Selecting your replacement heifers to meet long-term herd goals
Knowing 50% of a replacement heifer’s genetics come from the dam, analyzing the dam’s collective data before you head out to sort heifers.
March 2, 2023
As the seasons come and go, the production cycle of the beef herd also changes. Cows calve, calves grow, and replacement heifers are selected. Selecting replacement heifers using production records, herd goals, and available resources can ensure the correct females are staying in the production system.
Just as purchasing a new herd bull can directly impact genetic improvement, selecting replacement heifers that match your production goals and available resources can impact the bottom line. Production records are one tool in the selection process. Maintaining herd records on cow productivity could include; calving date, birth weights, weaning weights, calving assistance, calf survivability, cow BCS, cow characteristics, calving intervals, and temperament. Heifers born from dams needing assistance with calving and nursing because of teat or udder defects or poor temperaments should not be retained. Knowing 50% of a replacement heifer’s genetics come from the dam, analyzing the dam’s collective data before you head out to sort heifers into the “keep” or “feedlot” pen can make decisions easier at the sorting gate.
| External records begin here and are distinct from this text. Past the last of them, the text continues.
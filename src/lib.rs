pub mod background;
pub mod commands;
pub mod config;
pub mod espn;
pub mod fixtures;
pub mod formatting;
pub mod layout_constants;
pub mod provider;
pub mod store;
pub mod tui;
pub mod types;

use std::sync::Arc;
use std::time::SystemTime;
use store::SelectionStore;
use tokio::sync::RwLock;

/// State shared between the TUI and the background refresh task.
///
/// The store owns the selection; `last_refresh` and `error_message` are
/// written by whichever component last fetched.
pub struct SharedData {
    pub store: SelectionStore,
    pub last_refresh: Option<SystemTime>,
    pub error_message: Option<String>,
}

impl SharedData {
    pub fn new(store: SelectionStore) -> Self {
        SharedData {
            store,
            last_refresh: None,
            error_message: None,
        }
    }
}

pub type SharedDataHandle = Arc<RwLock<SharedData>>;

/// Wrap a selection store into the handle the TUI and background task share.
pub fn shared_handle(store: SelectionStore) -> SharedDataHandle {
    Arc::new(RwLock::new(SharedData::new(store)))
}
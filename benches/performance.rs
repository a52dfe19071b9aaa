use criterion::{black_box, criterion_group, criterion_main, BatchSize, Criterion};
use scorewatch::fixtures::game_batch;
use scorewatch::store::SelectionStore;
use scorewatch::types::sort_for_display;

/// Sorting a full merged fetch (a busy evening across all leagues).
fn bench_sort_for_display(c: &mut Criterion) {
    let games = game_batch(40, 160);
    c.bench_function("sort_for_display_200", |b| {
        b.iter_batched(
            || games.clone(),
            |mut games| sort_for_display(black_box(&mut games)),
            BatchSize::SmallInput,
        )
    });
}

/// Reconciling a 20-game selection against a 200-game fetch.
fn bench_reconcile(c: &mut Criterion) {
    let fresh = game_batch(40, 160);
    c.bench_function("reconcile_20_of_200", |b| {
        b.iter_batched(
            || {
                let mut store = SelectionStore::in_memory();
                for game in game_batch(10, 10) {
                    store.add(game);
                }
                store
            },
            |mut store| {
                store.reconcile(black_box(&fresh));
            },
            BatchSize::SmallInput,
        )
    });
}

criterion_group!(benches, bench_sort_for_display, bench_reconcile);
criterion_main!(benches);
pub mod games;
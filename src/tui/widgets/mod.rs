/// Widget-based rendering infrastructure for the dashboard TUI.
///
/// Widgets are small, focused components that render themselves directly
/// into a ratatui Buffer, so they compose cleanly and can be tested in
/// isolation against expected buffer contents.

#[cfg(test)]
pub mod testing;

pub mod empty_state;
pub use empty_state::EmptyState;

pub mod game_card;
pub use game_card::GameCard;

pub mod game_grid;
pub use game_grid::{cards_per_row, GameGrid};

pub mod selection_modal;
pub use selection_modal::{ModalRow, SelectionModal};

pub mod status_bar;
pub use status_bar::{KeyHint, StatusBar};

use crate::config::DisplayConfig;
use ratatui::{buffer::Buffer, layout::Rect};
use unicode_width::UnicodeWidthChar;

/// Core trait for renderable widgets.
///
/// Widgets render into the provided buffer area using the shared display
/// configuration (colors, box characters, time format).
pub trait RenderableWidget {
    fn render(&self, area: Rect, buf: &mut Buffer, config: &DisplayConfig);

    /// Preferred height, or None when the widget adapts to any height.
    fn preferred_height(&self) -> Option<u16> {
        None
    }

    /// Preferred width, or None when the widget adapts to any width.
    fn preferred_width(&self) -> Option<u16> {
        None
    }
}

/// Truncate a string to at most `width` terminal columns, appending an
/// ellipsis when anything was cut. Wide characters (CJK, emoji) count as
/// their display width.
pub fn fit_width(text: &str, width: usize) -> String {
    let mut used = 0;
    let mut out = String::new();
    for ch in text.chars() {
        let w = ch.width().unwrap_or(0);
        if used + w > width {
            // Drop trailing chars until the ellipsis fits.
            while used + 1 > width {
                match out.pop() {
                    Some(last) => used -= last.width().unwrap_or(0),
                    None => break,
                }
            }
            if used < width {
                out.push('…');
            }
            return out;
        }
        used += w;
        out.push(ch);
    }
    out
}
Knowing which heifers look good on paper can help keep you from selecting only one trait, like body size. For instance, using records to calculate a 205-day age when selecting heifers at weaning can determine which heifers meet your growth rate goals. Keeping the biggest heifers each year could have a detrimental effect. Yes, you could be keeping the most efficient growing heifers, but in the long run, this could move the size of the mature cow herd to a larger-than-desired mature-cow size. Knowing the “big” heifers are bigger than their counterparts due to age and not genotype is helpful in selection. Select the oldest heifers that meet your criteria. Early-born heifers have higher rates of puberty attainment prior to the start of their first breeding season. As a result, early-born heifers conceive earlier in the breeding season and therefore calve earlier in the calving season. This in turn results in early-born heifers having older and heavier calves at weaning as well as improved reproductive performance in subsequent breeding seasons. Thus, helping to maintain a tight calving window to produce a more consistently sized calf crop in the following years.
Take time during the winter months to determine your herd’s production and profitability goals. Production goals should include calving windows, weaning weights, the number of calves weaned, and herd size. Profitability goals are just as important, and replacement heifers can make or break those goals. Will the group of heifers stay within your budget, or are you selecting heifers that need more supplemental feed to reach breeding weights? Will they mature into cows that match available resources? Meeting the nutritional requirements of growing heifers with the same resources they will be fed as mature cows will help match the heifer’s ability to perform on those feedstuffs when they mature, thusly, managing feed costs. Select heifers from older cows as these cows are successful in the current production system, as replacement heifers must grow and develop in similar feeding conditions.
In the upcoming year, increased feed costs to support heifer development will need to be analyzed to determine financial feasibility. Keeping feed and forage costs in check requires matching the cow and herd size to available feed resources. Selecting replacement heifers using production records, herd goals, and available resources allows producers to manage feed costs and improve heifer selection.